Electrochemical impedance investigation of proton exchange membrane fuel cells experienced subzero temperature

Abstract

Polarization losses of the fuel cells with different residual water amount frozen at subzero temperature were investigated by electrochemical impedance spectroscopy (EIS) taking into account the ohmic resistance, charge transfer process, and oxygen mass transport. The potential-dependent impedance before and after eight freeze/thaw cycles suggested that the ohmic resistance did not change, while the change of the charge transfer resistance greatly depended on the residual water amount. Among the four cells, the mass transport resistance of the cell with the largest water amount increased significantly even at the small current density region. According to the thin film-flooded agglomerate model, the interfacial charge transfer process and oxygen mass transport within the agglomerate and through the ionomer thin film in the catalyst layer both contributed to the high frequency impedance arc.
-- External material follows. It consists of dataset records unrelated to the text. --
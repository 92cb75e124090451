//! Per-upstream circuit breaker.
//!
//! One breaker lives inside each adapter's [`HttpFetcher`](crate::HttpFetcher)
//! and counts failed fetches (after retries), not individual HTTP attempts.
//! Cooldowns are measured on a [`Clock`] so they can be replayed in tests.

use std::sync::{Arc, Mutex, MutexGuard, PoisonError};
use std::time::Duration;

use serde::Serialize;

use crate::clock::{Clock, SystemClock};
use crate::UtcDateTime;

#[derive(Debug, Clone, Copy, PartialEq, Eq, Serialize)]
#[serde(rename_all = "snake_case")]
pub enum CircuitState {
    Closed,
    Open,
    HalfOpen,
}

#[derive(Debug, Clone, Copy, PartialEq, Eq)]
pub struct CircuitBreakerConfig {
    /// Consecutive failed fetches that open the circuit.
    pub failure_threshold: u32,
    /// How long an open circuit rejects fetches before one probe is allowed.
    pub open_timeout: Duration,
}

impl Default for CircuitBreakerConfig {
    fn default() -> Self {
        Self {
            failure_threshold: 3,
            open_timeout: Duration::from_secs(300),
        }
    }
}

#[derive(Debug, Clone, Copy)]
struct BreakerState {
    circuit: CircuitState,
    consecutive_failures: u32,
    reopens_at: Option<UtcDateTime>,
}

impl BreakerState {
    const CLOSED: Self = Self {
        circuit: CircuitState::Closed,
        consecutive_failures: 0,
        reopens_at: None,
    };
}

pub struct CircuitBreaker {
    config: CircuitBreakerConfig,
    clock: Arc<dyn Clock>,
    state: Mutex<BreakerState>,
}

impl std::fmt::Debug for CircuitBreaker {
    fn fmt(&self, f: &mut std::fmt::Formatter<'_>) -> std::fmt::Result {
        f.debug_struct("CircuitBreaker")
            .field("config", &self.config)
            .field("state", &*self.lock())
            .finish_non_exhaustive()
    }
}

impl Default for CircuitBreaker {
    fn default() -> Self {
        Self::new(CircuitBreakerConfig::default())
    }
}

impl CircuitBreaker {
    pub fn new(config: CircuitBreakerConfig) -> Self {
        Self::with_clock(config, Arc::new(SystemClock))
    }

    pub fn with_clock(config: CircuitBreakerConfig, clock: Arc<dyn Clock>) -> Self {
        Self {
            config,
            clock,
            state: Mutex::new(BreakerState::CLOSED),
        }
    }

    fn lock(&self) -> MutexGuard<'_, BreakerState> {
        self.state.lock().unwrap_or_else(PoisonError::into_inner)
    }

    /// Whether a fetch may go upstream now. An open circuit whose cooldown
    /// has passed turns half-open and lets the caller probe.
    pub fn allow_request(&self) -> bool {
        let mut state = self.lock();
        match state.circuit {
            CircuitState::Closed | CircuitState::HalfOpen => true,
            CircuitState::Open => {
                let now = self.clock.now();
                let cooled_down = state.reopens_at.map_or(true, |at| now >= at);
                if cooled_down {
                    state.circuit = CircuitState::HalfOpen;
                    state.reopens_at = None;
                }
                cooled_down
            }
        }
    }

    pub fn record_success(&self) {
        *self.lock() = BreakerState::CLOSED;
    }

    /// A failed probe reopens immediately; otherwise the threshold applies.
    pub fn record_failure(&self) {
        let mut state = self.lock();
        state.consecutive_failures = state.consecutive_failures.saturating_add(1);
        let trips = state.circuit == CircuitState::HalfOpen
            || state.consecutive_failures >= self.config.failure_threshold;
        if trips {
            state.circuit = CircuitState::Open;
            state.reopens_at = Some(self.clock.now().saturating_add(self.config.open_timeout));
        }
    }

    pub fn state(&self) -> CircuitState {
        self.lock().circuit
    }

    pub fn consecutive_failures(&self) -> u32 {
        self.lock().consecutive_failures
    }

    /// Remaining cooldown of an open circuit.
    pub fn retry_after(&self) -> Option<Duration> {
        let state = self.lock();
        let reopens_at = state.reopens_at.filter(|_| state.circuit == CircuitState::Open)?;
        Some(self.clock.now().age_at(reopens_at))
    }
}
From the analysis of the Tafel slopes, the mechanism of the oxygen reduction reaction (ORR) was the same after the cells experienced subzero temperature. The agglomerate diffusion changed a little in all cells and the thin film diffusion effect was obvious for the cell with the largest residual water amount. These results indicated that the slower oxygen diffusion within the catalyst layer (CL) was the main contributor for the evident performance loss after eight freeze/thaw cycles.